2. Environ 80% des matériaux utilisés pour la rénovation du triplex ont été recyclés ou réutilisés. Ne lésinant pas sur la qualité et sur l'esthétisme, la famille a notamment réussi à récupérer des bardeaux pour la tourelle, du bois pour les planchers et des restes d'ardoise pour les salles de bains.

 3. Un toit vert chapeaute tout le triplex. Emmanuel y a planté des tomates cette année. Pour l'aménager, il a utilisé la terre de la cour à l'arrière de la maison. Là encore, l'eau de pluie est absorbée par ce jardin urbain.

4. Un système de récupération des eaux grises provenant des douches et de la laveuse limite le gaspillage de l'eau potable. L'eau se retrouve dans un bassin où elle est filtrée et traitée par de bonnes bactéries, puis retourne dans les toilettes.

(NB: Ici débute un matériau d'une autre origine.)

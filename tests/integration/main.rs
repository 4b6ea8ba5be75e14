//! Confluence integration test harness.
//!
//! Every test runs a full relay in-process against fake upstream peers and
//! a fake player, all on loopback TCP with OS-assigned ports. No root or
//! external setup is needed.

use std::net::SocketAddr;
use std::time::Duration;

use anyhow::{Context, Result};
use tokio::io::{AsyncReadExt, AsyncWriteExt};
use tokio::net::{TcpListener, TcpStream};
use tokio::sync::broadcast;
use tokio::task::JoinHandle;

use confluence_core::{parse_peer_list, PeerEndpoint, RelayConfig, CHUNK_SIZE};
use confluence_services::{PlayerGateway, Relay, RelayError, HANDSHAKE};

mod failures;
mod relay;

// ── Harness ───────────────────────────────────────────────────────────────────

/// How long fake peers keep their connection open after sending.
const PEER_LINGER: Duration = Duration::from_secs(30);

/// A 1024-byte chunk that starts with `HELLO-CHUNK-{n:04}` and is padded with dots.
pub fn hello_chunk(n: u32) -> Vec<u8> {
    let mut chunk = format!("HELLO-CHUNK-{n:04}").into_bytes();
    chunk.resize(CHUNK_SIZE, b'.');
    chunk
}

/// `prefix` followed by chunks `1..=count`.
pub fn prefixed_stream(prefix: &[u8], count: u32) -> Vec<u8> {
    let mut data = prefix.to_vec();
    for n in 1..=count {
        data.extend_from_slice(&hello_chunk(n));
    }
    data
}

/// Start a fake upstream peer that sends `data` to its first client and then
/// keeps the connection open.
pub async fn spawn_peer(data: Vec<u8>) -> Result<SocketAddr> {
    let listener = TcpListener::bind("127.0.0.1:0").await?;
    let addr = listener.local_addr()?;
    tokio::spawn(async move {
        if let Ok((mut stream, _)) = listener.accept().await {
            if stream.write_all(&data).await.is_ok() {
                tokio::time::sleep(PEER_LINGER).await;
            }
        }
    });
    Ok(addr)
}

/// An address nothing listens on.
pub async fn dead_peer() -> Result<SocketAddr> {
    let listener = TcpListener::bind("127.0.0.1:0").await?;
    let addr = listener.local_addr()?;
    drop(listener);
    Ok(addr)
}

pub fn endpoints(addrs: &[SocketAddr]) -> Result<Vec<PeerEndpoint>> {
    parse_peer_list(addrs.iter().map(|a| a.to_string())).context("peer list")
}

/// Config tuned for loopback tests. Alignment waits until every peer has
/// delivered `ready_units` receive units, and playout remembers recent chunks
/// so a peer that lags behind another cannot replay them.
pub fn test_config(start_offset: usize, ready_units: usize) -> RelayConfig {
    let mut config = RelayConfig::default();
    config.network.bind_addr = "127.0.0.1".into();
    config.network.player_port = 0;
    config.network.connect_timeout_ms = 1_000;
    config.alignment.start_offset = start_offset;
    config.alignment.ready_bytes = ready_units * CHUNK_SIZE;
    config.alignment.ready_timeout_ms = 1_000;
    config.alignment.max_attempts = 2;
    config.alignment.retry_delay_ms = 20;
    config.playout.poll_interval_ms = 5;
    config.playout.replay_history = 64;
    config
}

pub struct RunningRelay {
    pub player_addr: SocketAddr,
    pub shutdown: broadcast::Sender<()>,
    pub handle: JoinHandle<Result<u64, RelayError>>,
    pub peers: confluence_services::PeerTable,
    pub gate: confluence_services::AlignmentGate,
}

pub fn start_relay(config: RelayConfig, peers: Vec<PeerEndpoint>) -> Result<RunningRelay> {
    let gateway = PlayerGateway::bind(&config.network.bind_addr, config.network.player_port)?;
    let player_addr = gateway.local_addr()?;
    let (shutdown, _) = broadcast::channel(1);
    let relay = Relay::new(config, peers);
    let peer_table = relay.peer_table();
    let gate = relay.gate();
    let handle = tokio::spawn(relay.run(gateway, shutdown.clone()));
    Ok(RunningRelay {
        player_addr,
        shutdown,
        handle,
        peers: peer_table,
        gate,
    })
}

/// Connect as the player and consume the handshake.
pub async fn connect_player(addr: SocketAddr) -> Result<TcpStream> {
    let mut stream = TcpStream::connect(addr).await.context("player connect")?;
    let mut handshake = vec![0u8; HANDSHAKE.len()];
    tokio::time::timeout(Duration::from_secs(5), stream.read_exact(&mut handshake))
        .await
        .context("handshake timed out")??;
    anyhow::ensure!(handshake == HANDSHAKE, "unexpected handshake {handshake:?}");
    Ok(stream)
}

/// Read `count` chunks from the player socket.
pub async fn read_chunks(stream: &mut TcpStream, count: usize) -> Result<Vec<Vec<u8>>> {
    let mut chunks = Vec::with_capacity(count);
    for _ in 0..count {
        let mut chunk = vec![0u8; CHUNK_SIZE];
        tokio::time::timeout(Duration::from_secs(10), stream.read_exact(&mut chunk))
            .await
            .context("timed out waiting for a chunk")??;
        chunks.push(chunk);
    }
    Ok(chunks)
}

/// True if nothing arrives on `stream` within `wait`.
pub async fn stays_quiet(stream: &mut TcpStream, wait: Duration) -> bool {
    let mut byte = [0u8; 1];
    tokio::time::timeout(wait, stream.read(&mut byte)).await.is_err()
}

// ── Tests ─────────────────────────────────────────────────────────────────────

#[tokio::test]
async fn test_player_receives_handshake_first() {
    let gateway = PlayerGateway::bind("127.0.0.1", 0).unwrap();
    let addr = gateway.local_addr().unwrap();

    let accept = tokio::spawn(gateway.wait_for_consumer());
    let mut stream = TcpStream::connect(addr).await.unwrap();
    let _conn = accept.await.unwrap().expect("gateway should accept");

    let mut buf = vec![0u8; HANDSHAKE.len()];
    stream.read_exact(&mut buf).await.unwrap();
    assert_eq!(buf, b"HTTP/1.1 200 OK\r\n\r\n");
    assert!(stays_quiet(&mut stream, Duration::from_millis(100)).await);
}
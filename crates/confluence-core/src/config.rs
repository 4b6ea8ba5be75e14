//! Configuration system for Confluence.
//!
//! Resolution order: environment variables → config file → defaults.
//!
//! Config file location:
//!   1. $CONFLUENCE_CONFIG (explicit override)
//!   2. $XDG_CONFIG_HOME/confluence/config.toml
//!   3. ~/.config/confluence/config.toml

use serde::{Deserialize, Serialize};
use std::path::PathBuf;
use std::time::Duration;

use crate::peer::{parse_peer_list, ParseError, PeerEndpoint};

/// Top-level configuration.
#[derive(Debug, Clone, Serialize, Deserialize)]
#[serde(default)]
pub struct RelayConfig {
    /// Upstream peers as `host:port`. Index 0 is the alignment reference.
    pub peers: Vec<String>,
    pub network: NetworkConfig,
    pub alignment: AlignmentConfig,
    pub buffer: BufferConfig,
    pub playout: PlayoutConfig,
}

#[derive(Debug, Clone, Serialize, Deserialize)]
#[serde(default)]
pub struct NetworkConfig {
    /// TCP port the player connects to.
    pub player_port: u16,
    /// Address the player listener binds.
    pub bind_addr: String,
    /// Outbound peer connect timeout.
    pub connect_timeout_ms: u64,
}

#[derive(Debug, Clone, Serialize, Deserialize)]
#[serde(default)]
pub struct AlignmentConfig {
    /// Leading bytes of the reference stream discarded before matching.
    pub start_offset: usize,
    /// Needle length of the first search.
    pub initial_needle: usize,
    /// Bytes every buffer must hold before a pass starts.
    pub ready_bytes: usize,
    /// How long a pass waits for a buffer to reach `ready_bytes`.
    pub ready_timeout_ms: u64,
    /// Passes attempted before unalignable peers are excluded.
    pub max_attempts: u32,
    /// Pause between passes so buffers can grow.
    pub retry_delay_ms: u64,
}

#[derive(Debug, Clone, Serialize, Deserialize)]
#[serde(default)]
pub struct BufferConfig {
    /// Per-peer buffer bound. A full buffer stops reading from its peer.
    pub capacity_bytes: usize,
}

#[derive(Debug, Clone, Serialize, Deserialize)]
#[serde(default)]
pub struct PlayoutConfig {
    /// Sleep between polls of an empty merge set.
    pub poll_interval_ms: u64,
    /// Recently played chunk digests remembered to drop late duplicates.
    /// 0 = disabled.
    pub replay_history: usize,
}

// ── Defaults ──────────────────────────────────────────────────────────────────

impl Default for RelayConfig {
    fn default() -> Self {
        Self {
            peers: Vec::new(),
            network: NetworkConfig::default(),
            alignment: AlignmentConfig::default(),
            buffer: BufferConfig::default(),
            playout: PlayoutConfig::default(),
        }
    }
}

impl Default for NetworkConfig {
    fn default() -> Self {
        Self {
            player_port: 15000,
            bind_addr: "0.0.0.0".to_string(),
            connect_timeout_ms: 5_000,
        }
    }
}

impl Default for AlignmentConfig {
    fn default() -> Self {
        Self {
            start_offset: 100,
            initial_needle: 6,
            ready_bytes: 16 * 1024,
            ready_timeout_ms: 10_000,
            max_attempts: 5,
            retry_delay_ms: 500,
        }
    }
}

impl Default for BufferConfig {
    fn default() -> Self {
        Self {
            capacity_bytes: 4 * 1024 * 1024,
        }
    }
}

impl Default for PlayoutConfig {
    fn default() -> Self {
        Self {
            poll_interval_ms: 10,
            replay_history: 0,
        }
    }
}

// ── Path helpers ──────────────────────────────────────────────────────────────

fn config_dir() -> PathBuf {
    std::env::var("XDG_CONFIG_HOME")
        .map(PathBuf::from)
        .unwrap_or_else(|_| dirs_or_home().join(".config"))
        .join("confluence")
}

fn dirs_or_home() -> PathBuf {
    std::env::var("HOME")
        .map(PathBuf::from)
        .unwrap_or_else(|_| PathBuf::from("/tmp"))
}

// ── Errors ────────────────────────────────────────────────────────────────────

#[derive(Debug, thiserror::Error)]
pub enum ConfigError {
    #[error("failed to read {0}: {1}")]
    ReadFailed(PathBuf, std::io::Error),
    #[error("failed to parse {0}: {1}")]
    ParseFailed(PathBuf, toml::de::Error),
    #[error("failed to write {0}: {1}")]
    WriteFailed(PathBuf, std::io::Error),
    #[error("failed to serialize: {0}")]
    SerializeFailed(toml::ser::Error),
    #[error("invalid peer list: {0}")]
    Peers(#[from] ParseError),
    #[error("invalid configuration: {0}")]
    Invalid(String),
}

// ── Loading ───────────────────────────────────────────────────────────────────

impl RelayConfig {
    /// Load config: env vars → file → defaults.
    pub fn load() -> Result<Self, ConfigError> {
        let path = Self::file_path();
        let mut config = if path.exists() {
            let text = std::fs::read_to_string(&path)
                .map_err(|e| ConfigError::ReadFailed(path.clone(), e))?;
            toml::from_str(&text).map_err(|e| ConfigError::ParseFailed(path.clone(), e))?
        } else {
            RelayConfig::default()
        };
        config.apply_env_overrides();
        Ok(config)
    }

    /// Config file path.
    pub fn file_path() -> PathBuf {
        std::env::var("CONFLUENCE_CONFIG")
            .map(PathBuf::from)
            .unwrap_or_else(|_| config_dir().join("config.toml"))
    }

    /// Write default config if none exists. Returns the path.
    pub fn write_default_if_missing() -> Result<PathBuf, ConfigError> {
        let path = Self::file_path();
        if !path.exists() {
            if let Some(parent) = path.parent() {
                std::fs::create_dir_all(parent)
                    .map_err(|e| ConfigError::WriteFailed(path.clone(), e))?;
            }
            let text = toml::to_string_pretty(&RelayConfig::default())
                .map_err(ConfigError::SerializeFailed)?;
            std::fs::write(&path, text).map_err(|e| ConfigError::WriteFailed(path.clone(), e))?;
        }
        Ok(path)
    }

    /// Apply CONFLUENCE_* env var overrides.
    fn apply_env_overrides(&mut self) {
        if let Ok(v) = std::env::var("CONFLUENCE_NETWORK__PLAYER_PORT") {
            if let Ok(p) = v.parse() {
                self.network.player_port = p;
            }
        }
        if let Ok(v) = std::env::var("CONFLUENCE_NETWORK__BIND_ADDR") {
            self.network.bind_addr = v;
        }
        if let Ok(v) = std::env::var("CONFLUENCE_ALIGNMENT__START_OFFSET") {
            if let Ok(n) = v.parse() {
                self.alignment.start_offset = n;
            }
        }
        if let Ok(v) = std::env::var("CONFLUENCE_PLAYOUT__REPLAY_HISTORY") {
            if let Ok(n) = v.parse() {
                self.playout.replay_history = n;
            }
        }
        if let Ok(v) = std::env::var("CONFLUENCE_PEERS") {
            self.peers = split_peer_list(&v);
        }
    }

    /// Parse and check the configured peers and numeric bounds.
    pub fn validate(&self) -> Result<Vec<PeerEndpoint>, ConfigError> {
        let peers = parse_peer_list(&self.peers)?;
        if self.alignment.initial_needle == 0 {
            return Err(ConfigError::Invalid("alignment.initial_needle must be > 0".into()));
        }
        if self.alignment.max_attempts == 0 {
            return Err(ConfigError::Invalid("alignment.max_attempts must be > 0".into()));
        }
        if self.buffer.capacity_bytes < 2 * crate::CHUNK_SIZE {
            return Err(ConfigError::Invalid(format!(
                "buffer.capacity_bytes must be at least {}",
                2 * crate::CHUNK_SIZE
            )));
        }
        if self.buffer.capacity_bytes < self.alignment.ready_bytes {
            return Err(ConfigError::Invalid(format!(
                "buffer.capacity_bytes ({}) is below alignment.ready_bytes ({})",
                self.buffer.capacity_bytes, self.alignment.ready_bytes
            )));
        }
        if self.alignment.ready_bytes < self.alignment.start_offset + self.alignment.initial_needle
        {
            return Err(ConfigError::Invalid(
                "alignment.ready_bytes must cover start_offset + initial_needle".into(),
            ));
        }
        Ok(peers)
    }

    pub fn connect_timeout(&self) -> Duration {
        Duration::from_millis(self.network.connect_timeout_ms)
    }

    pub fn ready_timeout(&self) -> Duration {
        Duration::from_millis(self.alignment.ready_timeout_ms)
    }

    pub fn retry_delay(&self) -> Duration {
        Duration::from_millis(self.alignment.retry_delay_ms)
    }

    pub fn poll_interval(&self) -> Duration {
        Duration::from_millis(self.playout.poll_interval_ms)
    }
}

/// Split a comma- or whitespace-separated peer list.
pub fn split_peer_list(raw: &str) -> Vec<String> {
    raw.split(|c: char| c == ',' || c.is_whitespace())
        .filter(|s| !s.is_empty())
        .map(str::to_string)
        .collect()
}
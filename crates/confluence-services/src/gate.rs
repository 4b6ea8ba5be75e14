//! The alignment gate: a one-shot, process-wide readiness signal.
//!
//! Closed until the aligner finishes; opening it is the only valid
//! transition. Ingestors read it under their buffer lock, and the aligner
//! opens it while holding every buffer lock, so no chunk is emitted from
//! unaligned data.

use std::sync::Arc;

use tokio::sync::watch;

#[derive(Clone)]
pub struct AlignmentGate {
    tx: Arc<watch::Sender<bool>>,
}

impl AlignmentGate {
    pub fn new() -> Self {
        let (tx, _rx) = watch::channel(false);
        Self { tx: Arc::new(tx) }
    }

    /// Open the gate. Returns true only for the call that opened it.
    pub fn open(&self) -> bool {
        self.tx.send_if_modified(|open| {
            if *open {
                false
            } else {
                *open = true;
                true
            }
        })
    }

    pub fn is_open(&self) -> bool {
        *self.tx.borrow()
    }

    /// Resolve once the gate is open.
    pub async fn opened(&self) {
        let mut rx = self.tx.subscribe();
        // The sender lives as long as `self`, so this cannot fail.
        let _ = rx.wait_for(|open| *open).await;
    }
}

impl Default for AlignmentGate {
    fn default() -> Self {
        Self::new()
    }
}
//! confluence-core: shared types and configuration for the relay node.
//! All other Confluence crates depend on this one.

pub mod chunk;
pub mod config;
pub mod peer;

pub use chunk::{Chunk, ChunkSizeError, CHUNK_SIZE};
pub use config::{ConfigError, RelayConfig};
pub use peer::{parse_peer_list, ParseError, PeerEndpoint};
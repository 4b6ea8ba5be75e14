//! Peer status table: per-peer state shared across all tasks.

use std::fmt;
use std::sync::Arc;

use dashmap::DashMap;
use tokio::time::Instant;

use confluence_core::PeerEndpoint;

#[derive(Debug, Clone, Copy, PartialEq, Eq)]
pub enum PeerState {
    Connecting,
    Streaming,
    /// Left out of the merge by the aligner.
    Excluded,
    /// Could not connect, or the connection broke.
    Failed,
    /// The peer ended its stream.
    Closed,
}

impl fmt::Display for PeerState {
    fn fmt(&self, f: &mut fmt::Formatter<'_>) -> fmt::Result {
        let s = match self {
            PeerState::Connecting => "connecting",
            PeerState::Streaming => "streaming",
            PeerState::Excluded => "excluded",
            PeerState::Failed => "failed",
            PeerState::Closed => "closed",
        };
        f.write_str(s)
    }
}

#[derive(Debug, Clone)]
pub struct PeerStatus {
    pub endpoint: PeerEndpoint,
    pub state: PeerState,
    pub bytes_received: u64,
    /// Chunks this peer offered to the merge set after alignment.
    pub chunks_offered: u64,
    pub last_change: Instant,
}

/// Peer index → status. Each ingestor writes only its own entry.
pub type PeerTable = Arc<DashMap<usize, PeerStatus>>;

/// Create a table with every peer in `Connecting`.
pub fn new_peer_table(peers: &[PeerEndpoint]) -> PeerTable {
    let table = DashMap::with_capacity(peers.len());
    for (id, endpoint) in peers.iter().enumerate() {
        table.insert(
            id,
            PeerStatus {
                endpoint: *endpoint,
                state: PeerState::Connecting,
                bytes_received: 0,
                chunks_offered: 0,
                last_change: Instant::now(),
            },
        );
    }
    Arc::new(table)
}

pub(crate) fn set_state(table: &PeerTable, id: usize, state: PeerState) {
    if let Some(mut entry) = table.get_mut(&id) {
        if entry.state != state {
            entry.state = state;
            entry.last_change = Instant::now();
        }
    }
}

pub(crate) fn record_receive(table: &PeerTable, id: usize, bytes: usize, chunks: usize) {
    if let Some(mut entry) = table.get_mut(&id) {
        entry.bytes_received += bytes as u64;
        entry.chunks_offered += chunks as u64;
    }
}
use std::time::Duration;

use crate::*;

/// Two peers carry the same chunks behind different-length prefixes. After
/// alignment the player gets each chunk exactly once.
#[tokio::test]
async fn test_two_peers_merge_into_one_stream() {
    let a = spawn_peer(prefixed_stream(b"AAAAAAAAAA", 4)).await.unwrap();
    let b = spawn_peer(prefixed_stream(b"BBBBB", 4)).await.unwrap();

    // Peer 0's ten-byte prefix is the leader to discard.
    let relay = start_relay(test_config(10, 4), endpoints(&[a, b]).unwrap()).unwrap();
    let mut player = connect_player(relay.player_addr).await.unwrap();

    // Each peer delivers four whole receive units; the last one stops short
    // of chunk 4's end, so chunks 1-3 are complete.
    let chunks = read_chunks(&mut player, 3).await.unwrap();
    assert!(stays_quiet(&mut player, Duration::from_millis(300)).await);

    let first = hello_chunk(1);
    assert_eq!(chunks.iter().filter(|c| **c == first).count(), 1);

    let mut sorted = chunks.clone();
    sorted.sort();
    assert_eq!(sorted, vec![hello_chunk(1), hello_chunk(2), hello_chunk(3)]);

    assert!(relay.gate.is_open());
    relay.shutdown.send(()).unwrap();
    let played = relay.handle.await.unwrap().unwrap();
    assert_eq!(played, 3);
}

/// Default alignment settings: peer 0 carries the full 100-byte leader, and
/// each peer must hold 16 KiB before the pass runs.
#[tokio::test]
async fn test_default_alignment_discards_reference_leader() {
    let a = spawn_peer(prefixed_stream(&[b'#'; 100], 20)).await.unwrap();
    let b = spawn_peer(prefixed_stream(&[b'~'; 37], 20)).await.unwrap();

    let mut config = test_config(0, 0);
    config.alignment = Default::default();
    assert_eq!(config.alignment.start_offset, 100);

    let relay = start_relay(config, endpoints(&[a, b]).unwrap()).unwrap();
    let mut player = connect_player(relay.player_addr).await.unwrap();

    let mut chunks = read_chunks(&mut player, 20).await.unwrap();
    assert!(stays_quiet(&mut player, Duration::from_millis(300)).await);
    assert!(chunks.iter().all(|c| c.starts_with(b"HELLO-CHUNK-")));

    chunks.sort();
    let expected: Vec<_> = (1..=20).map(hello_chunk).collect();
    assert_eq!(chunks, expected);

    relay.shutdown.send(()).unwrap();
    assert_eq!(relay.handle.await.unwrap().unwrap(), 20);
}

/// A single peer needs no alignment partner.
#[tokio::test]
async fn test_single_peer_streams_through() {
    let a = spawn_peer(prefixed_stream(b"", 3)).await.unwrap();
    let relay = start_relay(test_config(0, 3), endpoints(&[a]).unwrap()).unwrap();
    let mut player = connect_player(relay.player_addr).await.unwrap();

    let mut chunks = read_chunks(&mut player, 3).await.unwrap();
    chunks.sort();
    assert_eq!(chunks, vec![hello_chunk(1), hello_chunk(2), hello_chunk(3)]);

    relay.shutdown.send(()).unwrap();
    assert_eq!(relay.handle.await.unwrap().unwrap(), 3);
}

/// Data arriving after alignment flows through the merge set too.
#[tokio::test]
async fn test_chunks_after_alignment_are_played() {
    use tokio::io::AsyncWriteExt;

    // Peers send two chunks first and two more once the test says so.
    let (go_tx, _) = tokio::sync::broadcast::channel::<()>(1);
    let mut addrs = Vec::new();
    for prefix in [&b"AAAAAAAAAA"[..], &b"BB"[..]] {
        let listener = tokio::net::TcpListener::bind("127.0.0.1:0").await.unwrap();
        addrs.push(listener.local_addr().unwrap());
        let first = prefixed_stream(prefix, 3);
        let mut later = Vec::new();
        for n in 4..=6 {
            later.extend_from_slice(&hello_chunk(n));
        }
        let mut go = go_tx.subscribe();
        tokio::spawn(async move {
            let (mut s, _) = listener.accept().await.unwrap();
            s.write_all(&first).await.unwrap();
            let _ = go.recv().await;
            s.write_all(&later).await.unwrap();
            tokio::time::sleep(Duration::from_secs(30)).await;
        });
    }

    let relay = start_relay(test_config(10, 3), endpoints(&addrs).unwrap()).unwrap();
    let mut player = connect_player(relay.player_addr).await.unwrap();

    // Peer 0 buffers 3 units (3072 bytes) minus the 10-byte leader: two
    // whole chunks at alignment.
    let mut chunks = read_chunks(&mut player, 2).await.unwrap();
    go_tx.send(()).unwrap();
    chunks.extend(read_chunks(&mut player, 3).await.unwrap());

    chunks.sort();
    chunks.dedup();
    assert_eq!(chunks.len(), 5);
    assert_eq!(chunks[0], hello_chunk(1));
    assert_eq!(chunks[4], hello_chunk(5));

    relay.shutdown.send(()).unwrap();
    relay.handle.await.unwrap().unwrap();
}
//! Relay: sequences the phases of a relay node.
//!
//! Ingestors start first and run for the lifetime of the relay. The relay
//! then waits for the player, runs the aligner once, and plays out until
//! the player goes away. Whatever ends the relay, shutdown is broadcast so
//! every ingestor stops.

use std::sync::Arc;

use tokio::sync::broadcast;
use tokio::task::JoinHandle;

use confluence_core::{PeerEndpoint, RelayConfig};

use crate::aligner::{Aligner, AlignmentError, AlignmentParams};
use crate::buffer::SharedBuffer;
use crate::gate::AlignmentGate;
use crate::gateway::{GatewayError, PlayerGateway};
use crate::ingest::{IngestError, PeerIngestor};
use crate::merge::MergeSet;
use crate::peer::{new_peer_table, PeerTable};
use crate::playout::{PlayoutError, PlayoutLoop};

#[derive(Debug, thiserror::Error)]
pub enum RelayError {
    #[error("player gateway: {0}")]
    Gateway(#[from] GatewayError),
    #[error("alignment: {0}")]
    Alignment(#[from] AlignmentError),
    #[error("playout: {0}")]
    Playout(#[from] PlayoutError),
    #[error("shut down before playout finished")]
    Shutdown,
}

pub struct Relay {
    config: RelayConfig,
    peers: Vec<PeerEndpoint>,
    buffers: Vec<SharedBuffer>,
    merge: Arc<MergeSet>,
    gate: AlignmentGate,
    peer_table: PeerTable,
}

impl Relay {
    pub fn new(config: RelayConfig, peers: Vec<PeerEndpoint>) -> Self {
        let buffers = peers
            .iter()
            .map(|_| SharedBuffer::new(config.buffer.capacity_bytes))
            .collect();
        let merge = Arc::new(MergeSet::with_replay_history(config.playout.replay_history));
        let peer_table = new_peer_table(&peers);
        Self {
            config,
            peers,
            buffers,
            merge,
            gate: AlignmentGate::new(),
            peer_table,
        }
    }

    pub fn merge_set(&self) -> Arc<MergeSet> {
        self.merge.clone()
    }

    pub fn peer_table(&self) -> PeerTable {
        self.peer_table.clone()
    }

    pub fn gate(&self) -> AlignmentGate {
        self.gate.clone()
    }

    /// Run every phase. Returns the number of chunks played if playout ended
    /// by shutdown.
    pub async fn run(
        self,
        gateway: PlayerGateway,
        shutdown: broadcast::Sender<()>,
    ) -> Result<u64, RelayError> {
        let ingestors = self.spawn_ingestors(&shutdown);

        let result = self.run_phases(gateway, &shutdown).await;
        if let Err(e) = &result {
            tracing::error!(error = %e, "relay stopping");
        }

        let _ = shutdown.send(());
        for handle in ingestors {
            if let Err(e) = handle.await {
                tracing::error!(error = %e, "ingestor task panicked");
            }
        }
        result
    }

    fn spawn_ingestors(&self, shutdown: &broadcast::Sender<()>) -> Vec<JoinHandle<()>> {
        self.peers
            .iter()
            .enumerate()
            .map(|(id, endpoint)| {
                let ingestor = PeerIngestor::new(
                    id,
                    *endpoint,
                    self.buffers[id].clone(),
                    self.merge.clone(),
                    self.gate.clone(),
                    self.peer_table.clone(),
                    self.config.connect_timeout(),
                    shutdown.subscribe(),
                );
                tokio::spawn(async move {
                    match ingestor.run().await {
                        Ok(()) => {}
                        Err(IngestError::Connect(e)) => {
                            tracing::warn!(id, error = %e, "peer unreachable, continuing without it")
                        }
                        Err(e) => tracing::warn!(id, error = %e, "peer ingestor exited"),
                    }
                })
            })
            .collect()
    }

    async fn run_phases(
        &self,
        gateway: PlayerGateway,
        shutdown: &broadcast::Sender<()>,
    ) -> Result<u64, RelayError> {
        let mut shutdown_rx = shutdown.subscribe();

        let conn = tokio::select! {
            _ = shutdown_rx.recv() => return Err(RelayError::Shutdown),
            r = gateway.wait_for_consumer() => r?,
        };

        let aligner = Aligner::new(AlignmentParams::from(&self.config));
        tokio::select! {
            _ = shutdown_rx.recv() => return Err(RelayError::Shutdown),
            r = aligner.run(&self.buffers, &self.merge, &self.gate) => { r?; }
        }

        let played = PlayoutLoop::new(
            self.merge.clone(),
            conn,
            self.config.poll_interval(),
            shutdown.subscribe(),
        )
        .run()
        .await?;
        Ok(played)
    }
}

 5. Des murs sont isolés à la cellulose, un produit giclé composé à 80% de papier journal recyclé, ou encore avec du polyuréthanne fait à partir d'huile de soya. Ces matériaux ont l'avantage d'être non toxiques.

6. Un système géothermique alimentera sous peu tout le triplex et son annexe. De profonds puits sous la maison refroidiront l'air l'été et le réchaufferont l'hiver.

 7. Les planchers de l'appartement d'Esther sont faits de lattes de bambou à croissance rapide. Cette plante repousse en moins de cinq ans.

8. Emmanuel a porté une attention particulière à l'efficacité énergétique du triplex. L'isolation y compte pour beaucoup, mais les grandes fenêtres à double vitrage homologuées EnergyStar améliorent aussi le rendement de l'édifice. Il s'agit d'une dépense supérieure que la famille récupérera en économies d'énergie.

 9. Le bois neuf qu'Emmanuel a dû acheter pour solidifier la structure est certifié FSC (Forest Stewardship Concil). Il a ainsi l'assurance qu'il provient d'une forêt exploitée de façon responsable.

10. Des tunnels de lumière flexibles (dont l'intérieur est fait d'un matériau ultraréfléchissant) amènent la lumière du soleil jusqu'aux endroits moins éclairés du troisième étage.